Die Besucher tauchten in eine Welt der Götter und Geister ein, wobei die Lichtgestalt in Myanmar Buddha, der „gute Herrscher“, ist und ihm nachzustreben das hehre Ziel. Bedeutet, Verzicht auf alles, bis auf das zum Überleben Notwendige. Das sind Robe, Nähzeug, Rasiermesser, Schirm oder Fächer, Schuhe und eine Schale zum Betteln. Nicht von Reichtümern, sondern für Essen und Trinken. Und weil das im 21. Jh., wenn ein Land den Anschluss an die restliche Welt sucht, nicht mehr so einfach für jedermann zu praktizieren ist, wird ein Junge im Alter von ca. 10 Jahren während der Schulferien zum „Buddha“. Ausgestattet mit einem prächtigen goldenen Gewand und anderem kostbaren Beiwerk lebt er, stellvertretend für seine Familie, für kurze Zeit in der Art und Weise Buddhas, um so das Ideal des „guten Herrschers“ zu verkörpern. Verzicht, immer wieder geboren werden und zu sterben, bis endlich einmal die Stufe der Vollkommenheit erreicht und die Niederungen irdischen Lebens nicht mehr erfahren werden müssen. Mit dem Glauben daran lebte Buddha, so leben zwar heute noch fünfhunderttausend Mönche in Myanmar. Der Neuzeit ist aber geschuldet, dass, s. o., meist nur noch ausnahmsweise in den Ferien von einem Einzigen in der Familie, sie stellvertretend, als Mönch für kurze Zeit gelebt werden kann. Wobei dessen Gewänder und sonstige Utensilien, die in der Ausstellung zu sehen sind, schon das Jahreseinkommen der Familie verschlingen. Buddha ist allgegenwärtig in Myanmar: Jahrhunderte alte Tempel, goldene Pagoden, fast in jedem Haus im Eingangsbereich ein Schrein zur täglichen Buddha-Verehrung, auch alles in Gold, was es an Figuren und Beiwerk gibt. Sei es in Bildern oder an Ausgestelltem findet sich das im Museum. Nur das Beste ist gut genug und da kann schon im heiligen Schrein mal etwas farbig leuchten, was irgendwie an unsere Weihnachtsdekoration erinnert, Hauptsache, schön anzusehen.
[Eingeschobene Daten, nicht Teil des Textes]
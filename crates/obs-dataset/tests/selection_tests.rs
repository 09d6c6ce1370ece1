//! Selection, projection and combination properties across whole datasets.

use obs_dataset::{
    combine, plan_chunks, select, select_masked, select_range, to_table, ArrayValues,
    BoundingWindow, Dimension, LabeledArrayDataset, ObservationTable, Variable, BYTES_PER_MB,
};

fn timestamps(years: &[i32]) -> Vec<String> {
    years
        .iter()
        .map(|y| format!("{}-07-01T00:00:00Z", y))
        .collect()
}

/// 3 years × 5 lats × 4 lons, value = t*100 + y*10 + x.
fn gridded() -> LabeledArrayDataset {
    let years = [2020, 2021, 2022];
    let lats = vec![-20.0, -10.0, 0.0, 10.0, 20.0];
    let lons = vec![100.0, 110.0, 120.0, 130.0];
    let mut values = Vec::new();
    for t in 0..years.len() {
        for y in 0..lats.len() {
            for x in 0..lons.len() {
                values.push((t * 100 + y * 10 + x) as f64);
            }
        }
    }

    LabeledArrayDataset::new(
        vec![
            Dimension::new("time", years.len()),
            Dimension::new("lat", lats.len()),
            Dimension::new("lon", lons.len()),
        ],
        vec![
            Variable::new("time", vec!["time"], ArrayValues::Text(timestamps(&years))),
            Variable::new("lat", vec!["lat"], ArrayValues::Float64(lats)),
            Variable::new("lon", vec!["lon"], ArrayValues::Float64(lons)),
        ],
        vec![Variable::new(
            "tempanomaly",
            vec!["time", "lat", "lon"],
            ArrayValues::Float64(values),
        )],
    )
    .unwrap()
}

/// The same observations as [`gridded`], one sample per grid cell.
fn scattered() -> LabeledArrayDataset {
    let table = to_table(&gridded()).unwrap();
    let n = table.num_rows();
    let col = |name: &str| table.column(name).unwrap().values.clone();

    LabeledArrayDataset::new(
        vec![Dimension::new("retrieval", n)],
        vec![
            Variable::new("time", vec!["retrieval"], col("time")),
            Variable::new("lat", vec!["retrieval"], col("lat")),
            Variable::new("lon", vec!["retrieval"], col("lon")),
        ],
        vec![Variable::new("tempanomaly", vec!["retrieval"], col("tempanomaly"))],
    )
    .unwrap()
}

fn rows(table: &ObservationTable) -> Vec<(String, f64, f64, f64)> {
    let times = table.column("time").unwrap().values.to_datetimes().unwrap();
    let lat = table.column("lat").unwrap().values.to_f64_vec().unwrap();
    let lon = table.column("lon").unwrap().values.to_f64_vec().unwrap();
    let v = table.column("tempanomaly").unwrap().values.to_f64_vec().unwrap();
    (0..table.num_rows())
        .map(|i| (times[i].to_string(), lat[i], lon[i], v[i]))
        .collect()
}

// ============================================================================
// Window bounds
// ============================================================================

#[test]
fn test_every_selected_row_is_inside_window() {
    let window = BoundingWindow::new(2021, -10.0, 10.0, 105.0, 130.0).unwrap();
    let table = to_table(&select(&gridded(), &window).unwrap()).unwrap();

    assert_eq!(table.num_rows(), 2 * 3 * 3);
    for (time, lat, lon, _) in rows(&table) {
        assert!(time.as_str() >= "2021");
        assert!((-10.0..=10.0).contains(&lat));
        assert!((105.0..=130.0).contains(&lon));
    }
}

#[test]
fn test_masked_and_range_selection_agree() {
    let window = BoundingWindow::new(2022, -15.0, 15.0, 100.0, 115.0).unwrap();

    let range = to_table(&select_range(&gridded(), &window).unwrap()).unwrap();
    let masked = to_table(&select_masked(&scattered(), &window, "retrieval").unwrap()).unwrap();

    assert!(!range.is_empty());
    assert_eq!(rows(&range), rows(&masked));
}

#[test]
fn test_empty_window_yields_zero_rows() {
    let window = BoundingWindow::new(2020, 60.0, 70.0, 100.0, 130.0).unwrap();

    let grid = to_table(&select(&gridded(), &window).unwrap()).unwrap();
    assert_eq!(grid.num_rows(), 0);
    assert_eq!(grid.column_names(), vec!["time", "lat", "lon", "tempanomaly"]);

    let samples = to_table(&select(&scattered(), &window).unwrap()).unwrap();
    assert_eq!(samples.num_rows(), 0);
}

#[test]
fn test_future_year_floor_yields_zero_rows() {
    let window = BoundingWindow::new(2100, -90.0, 90.0, -180.0, 360.0).unwrap();
    let out = select(&scattered(), &window).unwrap();
    assert_eq!(out.dim_size("retrieval"), Some(0));
}

// ============================================================================
// Combine
// ============================================================================

#[test]
fn test_combine_identity() {
    let ds = gridded();
    assert_eq!(combine(std::slice::from_ref(&ds), "time").unwrap(), ds);
}

#[test]
fn test_combine_then_select_matches_whole() {
    let whole = gridded();
    let first = whole
        .isel(&[("time".to_string(), vec![0, 1])].into_iter().collect())
        .unwrap();
    let second = whole
        .isel(&[("time".to_string(), vec![2])].into_iter().collect())
        .unwrap();

    let combined = combine(&[first, second], "time").unwrap();
    let window = BoundingWindow::new(2020, -90.0, 90.0, -180.0, 180.0).unwrap();

    assert_eq!(
        rows(&to_table(&select(&combined, &window).unwrap()).unwrap()),
        rows(&to_table(&whole).unwrap())
    );
}

// ============================================================================
// Chunk planning
// ============================================================================

#[test]
fn test_chunk_plan_within_budget() {
    let plan = plan_chunks(&gridded(), 64).unwrap();
    assert!(plan.estimated_bytes() <= 64);
    assert!(plan.iter().all(|(_, len)| len >= 1));

    let full = plan_chunks(&gridded(), BYTES_PER_MB).unwrap();
    assert_eq!(
        full.iter().collect::<Vec<_>>(),
        vec![("time", 3), ("lat", 5), ("lon", 4)]
    );
}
Eine Stufe niedriger als Buddha gibt es Geister, die verehrt werden. Geister sind nicht so abgehoben und haben zum Teil sehr menschliche Eigenschaften, brauchen auch Nahrung , sind geistigen Getränken gelegentlich nicht abgeneigt…auch ihnen baut man Altäre, einer ist im Museum aufgebaut. Von den Geistern verspricht man sich Verständnis für eigene Schwächen und dass sie vielleicht ein gutes Wort bei den höheren Instanzen einlegen werden. Prächtige handwerkliche Meisterwerke der Webkunst waren zu sehen, farbenfroh und aufwändig herzustellen. Ohne Webstuhl, ein Stock, an einen Baum gehängt, um die Längsfäden zu befestigen, tut es auch…
Nach so viel fremder Welt ging es auch gern wieder in die hiesige und in die Neuzeit. Ein gemeinsames Mittagessen in einem Stuttgarter Restaurant, ein Bummel über den Weihnachtsmarkt folgten…
Herzlichen Dank an alle, die zu einem gelungenen zweiten Kulturtag 2014 im Kirchenbezirk Tübingen beigetragen haben.